Omaha Beach is a board wargame published by Rand Game Associates (RGA) in 1974 that simulates the American landings on Omaha Beach as part of the D-Day landings during World War II.

==Description==
Omaha Beach is a 2-player tactical board wargame in which one side controls American invaders, and the other side controls German defenders.

===Components===
The map is unusual for the time, using a square grid rather than a hex grid. Each square is scaled at 500 yd. Movement costs to move through the sides or corners of each square are printed on the boundaries of the square. The beach front of 8,000 yd is divided into sectors. The cardboard counters are over-sized compared to other games of the time, with rounded corners for ease of play.

===Set-up===
The German player decides on their defensive set-up. The American player then assigns units that will go ashore as the first wave. Although the American player can assign up to nine infantry companies, two engineer companies and six amphibious companies to come ashore on the first turn, no more than one infantry company and one tank or amphibious company can be assigned to a single beach sector. Before the first turn begins, the American player conducts a pre-assault bombardment of German strongpoints.

===Gameplay===
The game system uses a standard "I Go, You Go" system with a simple sequence of phases. The American player moves first:
1. Designate units coming ashore, and which beach sectors they will land at. Determine how current drift affects incoming units.
2. Movement
3. Fire and assault
4. Counter-assault and melee resolution
The German player then repeats phases 2 –4, although on the first turn, German units have no Movement phase.
This completes one game turn, which marks 20 minutes of game time. The game lasts 16 turns.

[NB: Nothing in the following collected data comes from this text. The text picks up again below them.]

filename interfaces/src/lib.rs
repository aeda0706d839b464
pub mod defs;

pub use defs::*;
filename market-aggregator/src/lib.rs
pub mod aggregator;
pub mod categorizer;
pub mod charts;
pub mod config;
pub mod database;
pub mod dates;
pub mod documents;
pub mod export;
pub mod fetcher;
pub mod filters;
pub mod llm_adapter;
pub mod parser;
pub mod search_store;
pub mod sources;
pub mod synthesis;
pub mod traits;
pub mod types;
pub mod utils;

pub use aggregator::MarketAggregator;
pub use categorizer::categorize_result;
pub use charts::ChartData;
pub use config::{AiConfig, AppConfig, ProviderConfig};
pub use documents::DocumentStore;
pub use export::ExportFormat;
pub use fetcher::Fetcher;
pub use filters::{apply_filters, market_impact_score};
pub use llm_adapter::{CompletionModel, GatewayCompletionModel, MockCompletionModel};
pub use parser::FeedParser;
pub use search_store::SearchStore;
pub use synthesis::Synthesizer;
pub use traits::SourceAdapter;
pub use types::*;
use crate::types::{AggregatorError, Result};
use sqlx::sqlite::{SqliteConnectOptions, SqlitePool, SqlitePoolOptions};
use sqlx::Row;
use std::str::FromStr;
use tracing::info;
use uuid::Uuid;

/// Open a SQLite pool, creating the database file when missing.
///
/// An in-memory database lives inside a single connection, so the pool is
/// pinned to one connection that is never recycled.
pub async fn connect(database_url: &str) -> Result<SqlitePool> {
    let options = SqliteConnectOptions::from_str(database_url)?.create_if_missing(true);

    let pool = if database_url.contains(":memory:") {
        SqlitePoolOptions::new()
            .max_connections(1)
            .idle_timeout(None)
            .max_lifetime(None)
            .connect_with(options)
            .await?
    } else {
        SqlitePoolOptions::new().max_connections(5).connect_with(options).await?
    };

    info!("Connected to database {}", database_url);
    Ok(pool)
}

pub(crate) fn uuid_column(row: &sqlx::sqlite::SqliteRow, column: &str) -> Result<Uuid> {
    let raw: String = row.try_get(column)?;
    Uuid::parse_str(&raw)
        .map_err(|e| AggregatorError::Parse(format!("Invalid id '{}': {}", raw, e)))
}
use crate::categorizer::categorize_missing;
use crate::config::ProviderConfig;
use crate::fetcher::Fetcher;
use crate::sources::{
    AcademicSource, ClinicalTrialsSource, NewsSource, PatentSource, PreprintSource,
};
use crate::traits::SourceAdapter;
use crate::types::{
    AggregatorError, Result, SearchOptions, SearchReport, SearchResult, SourceOutcome,
};
use futures::future::join_all;
use std::sync::Arc;
use tracing::{error, info, warn};

/// Fans a query out to every enabled source and merges what comes back.
///
/// A failing source contributes nothing and never fails the search.
pub struct MarketAggregator {
    adapters: Vec<Arc<dyn SourceAdapter>>,
}

impl MarketAggregator {
    pub fn new() -> Self {
        Self { adapters: Vec::new() }
    }

    /// Aggregator wired to the five real providers.
    pub fn with_default_sources(fetcher: Fetcher, providers: &ProviderConfig) -> Self {
        Self::new()
            .with_source(Arc::new(AcademicSource::new(fetcher.clone(), providers)))
            .with_source(Arc::new(PatentSource::new(fetcher.clone(), providers)))
            .with_source(Arc::new(ClinicalTrialsSource::new(fetcher.clone(), providers)))
            .with_source(Arc::new(PreprintSource::new(fetcher.clone(), providers)))
            .with_source(Arc::new(NewsSource::new(fetcher, providers)))
    }

    pub fn with_source(mut self, adapter: Arc<dyn SourceAdapter>) -> Self {
        info!("Registering source: {}", adapter.source_name());
        self.adapters.push(adapter);
        self
    }

    /// Merged, categorized results from every enabled source.
    pub async fn search_all_sources(&self, options: &SearchOptions) -> Result<Vec<SearchResult>> {
        Ok(self.search_with_report(options).await?.results)
    }

    /// Same as `search_all_sources`, plus the per-source outcome.
    pub async fn search_with_report(&self, options: &SearchOptions) -> Result<SearchReport> {
        let query = options.query.trim();
        if query.is_empty() {
            return Err(AggregatorError::InvalidQuery("query must not be empty".to_string()));
        }

        let enabled: Vec<&Arc<dyn SourceAdapter>> = self
            .adapters
            .iter()
            .filter(|adapter| options.sources.is_enabled(adapter.kind()))
            .collect();

        info!("Searching {} sources for '{}'", enabled.len(), query);

        // Settle every adapter; no early exit on failure.
        let settled = join_all(
            enabled
                .iter()
                .map(|adapter| adapter.search(query, options.max_results)),
        )
        .await;

        let mut results = Vec::new();
        let mut outcomes = Vec::with_capacity(settled.len());

        for (adapter, outcome) in enabled.iter().zip(settled) {
            match outcome {
                Ok(records) => {
                    info!("{} returned {} results", adapter.source_name(), records.len());
                    outcomes.push(SourceOutcome {
                        source: adapter.kind(),
                        records: records.len(),
                        error: None,
                    });
                    results.extend(records);
                }
                Err(e) => {
                    warn!("Skipping {}: {}", adapter.source_name(), e);
                    outcomes.push(SourceOutcome {
                        source: adapter.kind(),
                        records: 0,
                        error: Some(e.to_string()),
                    });
                }
            }
        }

        categorize_missing(&mut results);

        let report = SearchReport { results, outcomes };
        if report.all_failed() {
            error!("Every enabled source failed for '{}'", query);
        }
        info!("Search for '{}' produced {} results", query, report.results.len());

        Ok(report)
    }
}

impl Default for MarketAggregator {
    fn default() -> Self {
        Self::new()
    }
}
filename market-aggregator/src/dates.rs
//! Date normalization and filtering.
//!
//! Providers report dates in many shapes. `parse_date` turns whatever it can
//! into a calendar date; anything it cannot read is left alone and never
//! filtered out.

use chrono::{DateTime, NaiveDate, NaiveDateTime, NaiveTime, Utc};
use tracing::debug;

pub const UNKNOWN_DATE: &str = "Unknown";

const DAY_FORMATS: &[&str] = &[
    "%Y-%m-%d",
    "%Y/%m/%d",
    "%B %d, %Y",
    "%b %d, %Y",
    "%d %B %Y",
    "%d %b %Y",
];

/// Best-effort parse of a free-form provider date.
pub fn parse_date(raw: &str) -> Option<NaiveDate> {
    let raw = raw.trim();
    if raw.is_empty() || raw.eq_ignore_ascii_case(UNKNOWN_DATE) {
        return None;
    }

    if let Ok(dt) = DateTime::parse_from_rfc3339(raw) {
        return Some(dt.with_timezone(&Utc).date_naive());
    }
    if let Ok(dt) = DateTime::parse_from_rfc2822(raw) {
        return Some(dt.with_timezone(&Utc).date_naive());
    }

    // "2024-01-15T10:00:00" without an offset
    if let Ok(dt) = NaiveDateTime::parse_from_str(raw, "%Y-%m-%dT%H:%M:%S") {
        return Some(dt.date());
    }

    for format in DAY_FORMATS {
        if let Ok(date) = NaiveDate::parse_from_str(raw, format) {
            return Some(date);
        }
    }

    if raw.len() == 8 && raw.chars().all(|c| c.is_ascii_digit()) {
        return NaiveDate::parse_from_str(raw, "%Y%m%d").ok();
    }

    // Year-month forms are pinned to the first of the month
    if let Ok(date) = NaiveDate::parse_from_str(&format!("{}-01", raw), "%Y-%m-%d") {
        return Some(date);
    }
    if let Ok(date) = NaiveDate::parse_from_str(&format!("1 {}", raw), "%d %B %Y") {
        return Some(date);
    }
    if let Ok(date) = NaiveDate::parse_from_str(&format!("1 {}", raw), "%d %b %Y") {
        return Some(date);
    }

    if raw.len() == 4 && raw.chars().all(|c| c.is_ascii_digit()) {
        let year = raw.parse::<i32>().ok()?;
        return NaiveDate::from_ymd_opt(year, 1, 1);
    }

    None
}

/// Map a provider date to `YYYY-MM-DD` when derivable, else pass it through.
pub fn normalize_date(raw: Option<&str>) -> String {
    match raw.map(str::trim) {
        None | Some("") => UNKNOWN_DATE.to_string(),
        Some(value) => match parse_date(value) {
            Some(date) => date.format("%Y-%m-%d").to_string(),
            None => value.to_string(),
        },
    }
}

/// Year of a free-form date, when it can be read.
pub fn year_of(raw: Option<&str>) -> Option<i32> {
    use chrono::Datelike;
    raw.and_then(parse_date).map(|date| date.year())
}

fn start_of_day(date: NaiveDate) -> DateTime<Utc> {
    date.and_time(NaiveTime::MIN).and_utc()
}

fn end_of_day(date: NaiveDate) -> DateTime<Utc> {
    let end = NaiveTime::from_hms_milli_opt(23, 59, 59, 999).unwrap_or(NaiveTime::MIN);
    date.and_time(end).and_utc()
}

/// Date-range check for one result.
///
/// Unparseable or missing dates always pass. Parsed dates after `now` never
/// pass. `from` and `to` are inclusive, `to` covering the whole day.
pub fn passes_date_filter(
    raw: Option<&str>,
    from: Option<NaiveDate>,
    to: Option<NaiveDate>,
    now: DateTime<Utc>,
) -> bool {
    let Some(date) = raw.and_then(parse_date) else {
        return true;
    };

    let moment = start_of_day(date);
    if moment > now {
        debug!("Rejecting future-dated result ({})", date);
        return false;
    }

    if let Some(from) = from {
        if moment < start_of_day(from) {
            return false;
        }
    }
    if let Some(to) = to {
        if moment > end_of_day(to) {
            return false;
        }
    }

    true
}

Although there are no limits to how many units may be stacked in a square, only two units may move or attack through the same boundary or diagonal corner each turn.

In addition to movement and combat, the rules cover ranged artillery, direct and indirect fire. A number of special rules are also included that cover German Tank Units; Headquarters Units; German Divisional Artillery; Incoming Tide; German Minefields; Anti-tank Units; German Strongpoints; German Entrenchments; and Allied combat engineers.

===Victory conditions===
Victory points are awarded to the American player for getting units off the invasion beaches, for exiting units off the southern map edge, and for the clearing German mines. The German player works to limit these conditions. If the American player fails to reach the winning victory point total, the German player wins.

===Scenarios===
The game comes with two scenarios:
- 2-player Historical Game
- Solitaire Historical Game

==Publication history==
In 1974, the new game publisher RGA made the marketing decision to sell their first series of wargames via subscription rather than selling individual games in stores or via mail-order. Players who subscribed to "Command Series, Volume I" received the first game, Lee vs. Meade, packaged in an LP-sized folder; they also received an empty box large enough to store the first game plus eight more. A "Universal Command Series Package" was also included that contained a Universal Turn Recorder (a turn record track for up to 30 turns), TAC Cards (6 white cards and 6 red cards numbered from 1–6), and a six-sided die. Subsequent games then arrived every six weeks; the seventh was Omaha Beach, a game designed by Ken Smigelski with interior art by Al Zygler. Several problems were found with the rules during play-testing, but rather than reprint the rules, RGA printed a lengthy errata sheet that was included with the game.

In all, RGA would publish nine games in "Command Series, Volume I".

In a 1976 poll conducted by Simulations Publications Inc. to determine the most popular board wargames in North America, Omaha Beach placed a dismal 195th out of 202 games.

==Reception==
In his 1977 book The Comprehensive Guide to Board Wargaming, Nick Palmer pointed out the "unusual movement system" caused by the square grid, but noted that the game was "Highly tactical, with mines, strongpoints, a rough sea landing and a pitched battle on the beach." Palmer concluded by warning about the "Very considerable rule problems" and suggested the errata sheet was essential.

In the April 1975 issue of Europa, Cliff Sayre noted that the rules "appear to be clear, but there are a fair number of special rules, exceptions or limitations for more realistic play which will take a while to digest."